Dataset entries:
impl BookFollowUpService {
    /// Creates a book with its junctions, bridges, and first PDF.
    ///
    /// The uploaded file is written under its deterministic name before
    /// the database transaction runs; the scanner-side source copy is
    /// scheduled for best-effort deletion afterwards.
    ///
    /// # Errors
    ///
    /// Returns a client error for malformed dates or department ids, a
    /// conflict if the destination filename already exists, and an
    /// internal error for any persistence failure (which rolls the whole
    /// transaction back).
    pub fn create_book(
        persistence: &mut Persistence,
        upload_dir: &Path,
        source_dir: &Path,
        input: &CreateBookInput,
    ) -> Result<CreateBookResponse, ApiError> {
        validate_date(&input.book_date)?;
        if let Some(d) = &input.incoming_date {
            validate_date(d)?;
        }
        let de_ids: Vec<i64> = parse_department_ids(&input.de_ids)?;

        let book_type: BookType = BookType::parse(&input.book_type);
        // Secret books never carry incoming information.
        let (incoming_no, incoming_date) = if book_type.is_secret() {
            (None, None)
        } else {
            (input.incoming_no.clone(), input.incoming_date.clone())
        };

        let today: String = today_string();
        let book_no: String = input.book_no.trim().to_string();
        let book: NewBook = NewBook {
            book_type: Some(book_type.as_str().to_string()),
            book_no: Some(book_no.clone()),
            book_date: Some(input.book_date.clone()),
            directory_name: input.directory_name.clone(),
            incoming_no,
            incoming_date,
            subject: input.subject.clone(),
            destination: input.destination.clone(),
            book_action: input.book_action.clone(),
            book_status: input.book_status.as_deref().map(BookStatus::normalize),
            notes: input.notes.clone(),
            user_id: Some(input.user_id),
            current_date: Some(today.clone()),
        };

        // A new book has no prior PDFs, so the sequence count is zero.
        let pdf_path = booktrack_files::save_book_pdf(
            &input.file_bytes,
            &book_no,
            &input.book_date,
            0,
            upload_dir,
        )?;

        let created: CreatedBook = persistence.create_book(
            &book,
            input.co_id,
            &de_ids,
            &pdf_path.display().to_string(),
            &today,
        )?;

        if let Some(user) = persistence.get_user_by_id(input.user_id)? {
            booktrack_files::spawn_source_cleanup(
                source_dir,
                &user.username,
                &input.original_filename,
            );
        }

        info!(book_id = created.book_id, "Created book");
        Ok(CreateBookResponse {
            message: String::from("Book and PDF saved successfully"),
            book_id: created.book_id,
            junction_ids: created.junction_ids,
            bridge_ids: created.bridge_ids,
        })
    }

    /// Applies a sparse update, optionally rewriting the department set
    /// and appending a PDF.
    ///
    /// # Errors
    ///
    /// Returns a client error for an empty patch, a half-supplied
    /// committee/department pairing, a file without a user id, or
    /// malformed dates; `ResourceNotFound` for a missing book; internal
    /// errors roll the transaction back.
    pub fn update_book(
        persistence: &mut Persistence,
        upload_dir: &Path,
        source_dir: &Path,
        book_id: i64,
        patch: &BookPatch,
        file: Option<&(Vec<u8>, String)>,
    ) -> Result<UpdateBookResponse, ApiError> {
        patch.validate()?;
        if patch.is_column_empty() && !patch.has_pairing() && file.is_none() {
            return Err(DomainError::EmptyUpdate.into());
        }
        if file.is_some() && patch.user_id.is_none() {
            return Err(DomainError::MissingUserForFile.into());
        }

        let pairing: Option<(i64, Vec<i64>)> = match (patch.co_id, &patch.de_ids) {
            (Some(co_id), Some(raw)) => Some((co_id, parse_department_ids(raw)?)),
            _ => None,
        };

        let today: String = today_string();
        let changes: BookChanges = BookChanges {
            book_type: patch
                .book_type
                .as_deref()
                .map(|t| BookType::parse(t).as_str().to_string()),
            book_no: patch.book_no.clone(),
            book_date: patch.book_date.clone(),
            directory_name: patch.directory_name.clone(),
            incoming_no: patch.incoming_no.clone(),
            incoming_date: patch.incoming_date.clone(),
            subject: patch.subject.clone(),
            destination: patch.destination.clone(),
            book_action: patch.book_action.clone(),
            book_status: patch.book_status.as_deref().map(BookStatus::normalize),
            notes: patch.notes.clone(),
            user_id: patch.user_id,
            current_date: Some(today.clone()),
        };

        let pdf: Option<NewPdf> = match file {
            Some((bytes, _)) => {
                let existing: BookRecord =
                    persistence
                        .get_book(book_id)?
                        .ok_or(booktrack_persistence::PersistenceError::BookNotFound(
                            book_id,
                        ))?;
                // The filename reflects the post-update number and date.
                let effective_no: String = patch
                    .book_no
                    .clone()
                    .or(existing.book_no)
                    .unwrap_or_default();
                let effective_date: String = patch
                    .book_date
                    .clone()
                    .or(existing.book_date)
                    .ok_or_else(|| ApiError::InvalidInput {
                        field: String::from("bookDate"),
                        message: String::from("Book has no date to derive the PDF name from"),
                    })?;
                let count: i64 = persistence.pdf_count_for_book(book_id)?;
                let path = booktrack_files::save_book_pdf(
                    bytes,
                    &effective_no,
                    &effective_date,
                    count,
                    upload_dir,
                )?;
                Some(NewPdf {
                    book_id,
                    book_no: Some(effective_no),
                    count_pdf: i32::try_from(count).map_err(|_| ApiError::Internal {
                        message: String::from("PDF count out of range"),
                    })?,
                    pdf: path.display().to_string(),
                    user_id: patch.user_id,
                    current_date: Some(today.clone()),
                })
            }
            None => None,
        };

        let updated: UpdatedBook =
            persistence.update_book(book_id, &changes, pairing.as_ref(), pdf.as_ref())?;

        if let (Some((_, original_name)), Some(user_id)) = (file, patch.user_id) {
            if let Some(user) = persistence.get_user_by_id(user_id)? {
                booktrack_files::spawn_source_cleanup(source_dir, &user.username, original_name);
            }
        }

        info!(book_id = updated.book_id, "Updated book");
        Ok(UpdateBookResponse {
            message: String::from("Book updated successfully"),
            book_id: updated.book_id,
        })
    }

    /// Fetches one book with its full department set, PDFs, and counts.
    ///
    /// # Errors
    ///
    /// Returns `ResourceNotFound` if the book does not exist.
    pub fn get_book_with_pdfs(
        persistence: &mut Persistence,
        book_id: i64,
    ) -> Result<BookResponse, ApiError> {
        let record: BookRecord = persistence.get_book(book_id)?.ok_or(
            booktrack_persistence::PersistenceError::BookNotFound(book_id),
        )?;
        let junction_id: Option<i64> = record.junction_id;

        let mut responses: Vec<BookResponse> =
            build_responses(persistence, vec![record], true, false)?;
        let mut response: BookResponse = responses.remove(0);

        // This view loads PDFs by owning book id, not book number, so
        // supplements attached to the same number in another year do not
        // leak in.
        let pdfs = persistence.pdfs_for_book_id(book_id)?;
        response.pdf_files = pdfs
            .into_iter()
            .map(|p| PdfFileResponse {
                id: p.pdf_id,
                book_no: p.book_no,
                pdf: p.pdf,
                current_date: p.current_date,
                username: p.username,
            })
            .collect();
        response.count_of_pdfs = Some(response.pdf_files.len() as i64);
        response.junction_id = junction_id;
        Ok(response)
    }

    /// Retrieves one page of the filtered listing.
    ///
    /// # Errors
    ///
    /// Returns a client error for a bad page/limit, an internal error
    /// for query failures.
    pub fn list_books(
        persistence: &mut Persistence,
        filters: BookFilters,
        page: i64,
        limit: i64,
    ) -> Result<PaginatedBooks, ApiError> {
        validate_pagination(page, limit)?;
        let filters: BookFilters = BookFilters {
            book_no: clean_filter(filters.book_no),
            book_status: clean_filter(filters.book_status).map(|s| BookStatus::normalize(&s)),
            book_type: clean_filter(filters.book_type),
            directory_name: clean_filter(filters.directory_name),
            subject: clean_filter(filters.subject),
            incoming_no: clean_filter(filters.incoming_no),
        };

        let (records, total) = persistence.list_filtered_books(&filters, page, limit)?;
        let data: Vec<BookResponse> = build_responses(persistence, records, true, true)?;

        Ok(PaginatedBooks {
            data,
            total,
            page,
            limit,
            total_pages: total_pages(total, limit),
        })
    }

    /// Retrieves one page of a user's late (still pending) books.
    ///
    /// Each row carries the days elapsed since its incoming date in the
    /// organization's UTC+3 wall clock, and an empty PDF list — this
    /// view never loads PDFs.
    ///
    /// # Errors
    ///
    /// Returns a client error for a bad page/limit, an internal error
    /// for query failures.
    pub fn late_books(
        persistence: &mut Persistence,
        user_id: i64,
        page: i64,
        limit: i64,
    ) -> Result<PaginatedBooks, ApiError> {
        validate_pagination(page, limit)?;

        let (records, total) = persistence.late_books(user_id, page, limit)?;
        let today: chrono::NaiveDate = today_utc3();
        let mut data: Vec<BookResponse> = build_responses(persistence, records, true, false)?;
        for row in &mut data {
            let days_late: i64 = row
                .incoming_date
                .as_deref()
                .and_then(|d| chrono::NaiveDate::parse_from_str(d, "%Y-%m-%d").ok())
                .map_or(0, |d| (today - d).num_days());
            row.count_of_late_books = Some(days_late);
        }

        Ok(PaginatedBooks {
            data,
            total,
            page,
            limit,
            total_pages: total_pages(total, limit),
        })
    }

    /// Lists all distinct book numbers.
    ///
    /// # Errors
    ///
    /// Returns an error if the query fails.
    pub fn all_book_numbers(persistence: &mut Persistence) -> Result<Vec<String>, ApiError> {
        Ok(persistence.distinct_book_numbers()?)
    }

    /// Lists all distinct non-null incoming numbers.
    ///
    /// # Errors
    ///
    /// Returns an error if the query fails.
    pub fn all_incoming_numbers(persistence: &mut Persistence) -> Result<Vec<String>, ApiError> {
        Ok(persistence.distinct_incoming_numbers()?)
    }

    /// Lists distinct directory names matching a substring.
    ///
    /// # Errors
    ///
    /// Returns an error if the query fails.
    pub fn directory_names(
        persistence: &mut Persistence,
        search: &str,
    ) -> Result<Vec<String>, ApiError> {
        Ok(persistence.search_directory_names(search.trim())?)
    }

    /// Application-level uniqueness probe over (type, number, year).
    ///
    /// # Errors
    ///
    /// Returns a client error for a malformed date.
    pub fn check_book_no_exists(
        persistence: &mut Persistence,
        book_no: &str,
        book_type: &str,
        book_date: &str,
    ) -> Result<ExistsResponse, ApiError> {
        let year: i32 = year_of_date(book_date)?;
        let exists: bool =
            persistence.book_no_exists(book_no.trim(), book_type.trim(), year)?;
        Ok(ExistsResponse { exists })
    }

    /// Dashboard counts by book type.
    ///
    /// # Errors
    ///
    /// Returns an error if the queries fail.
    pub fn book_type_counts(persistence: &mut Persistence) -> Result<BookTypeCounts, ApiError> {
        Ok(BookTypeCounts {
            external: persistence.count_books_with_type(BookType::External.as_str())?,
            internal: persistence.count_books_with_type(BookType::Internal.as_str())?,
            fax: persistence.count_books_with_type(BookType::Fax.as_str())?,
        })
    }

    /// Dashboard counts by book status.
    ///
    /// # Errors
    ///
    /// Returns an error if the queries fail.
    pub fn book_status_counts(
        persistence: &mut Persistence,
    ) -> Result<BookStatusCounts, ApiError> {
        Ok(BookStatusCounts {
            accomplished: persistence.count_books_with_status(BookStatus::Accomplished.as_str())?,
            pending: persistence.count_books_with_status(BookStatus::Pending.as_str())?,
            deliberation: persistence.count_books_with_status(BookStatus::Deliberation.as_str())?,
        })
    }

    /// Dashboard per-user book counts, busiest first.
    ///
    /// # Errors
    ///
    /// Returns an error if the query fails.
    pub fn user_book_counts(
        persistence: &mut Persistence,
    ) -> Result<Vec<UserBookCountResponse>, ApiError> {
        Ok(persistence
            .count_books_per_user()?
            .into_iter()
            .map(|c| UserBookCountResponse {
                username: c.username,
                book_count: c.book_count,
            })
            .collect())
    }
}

- [WORK INSTRUCTION]
Please return only the lines above, starting at the line that has "let today: chrono::NaiveDate" and ending at the line that has "let exists: bool", keeping both and leaving each one unchanged.

- [EXPECTED ANSWER]
        let today: chrono::NaiveDate = today_utc3();
        let mut data: Vec<BookResponse> = build_responses(persistence, records, true, false)?;
        for row in &mut data {
            let days_late: i64 = row
                .incoming_date
                .as_deref()
                .and_then(|d| chrono::NaiveDate::parse_from_str(d, "%Y-%m-%d").ok())
                .map_or(0, |d| (today - d).num_days());
            row.count_of_late_books = Some(days_late);
        }

        Ok(PaginatedBooks {
            data,
            total,
            page,
            limit,
            total_pages: total_pages(total, limit),
        })
    }

    /// Lists all distinct book numbers.
    ///
    /// # Errors
    ///
    /// Returns an error if the query fails.
    pub fn all_book_numbers(persistence: &mut Persistence) -> Result<Vec<String>, ApiError> {
        Ok(persistence.distinct_book_numbers()?)
    }

    /// Lists all distinct non-null incoming numbers.
    ///
    /// # Errors
    ///
    /// Returns an error if the query fails.
    pub fn all_incoming_numbers(persistence: &mut Persistence) -> Result<Vec<String>, ApiError> {
        Ok(persistence.distinct_incoming_numbers()?)
    }

    /// Lists distinct directory names matching a substring.
    ///
    /// # Errors
    ///
    /// Returns an error if the query fails.
    pub fn directory_names(
        persistence: &mut Persistence,
        search: &str,
    ) -> Result<Vec<String>, ApiError> {
        Ok(persistence.search_directory_names(search.trim())?)
    }

    /// Application-level uniqueness probe over (type, number, year).
    ///
    /// # Errors
    ///
    /// Returns a client error for a malformed date.
    pub fn check_book_no_exists(
        persistence: &mut Persistence,
        book_no: &str,
        book_type: &str,
        book_date: &str,
    ) -> Result<ExistsResponse, ApiError> {
        let year: i32 = year_of_date(book_date)?;
        let exists: bool =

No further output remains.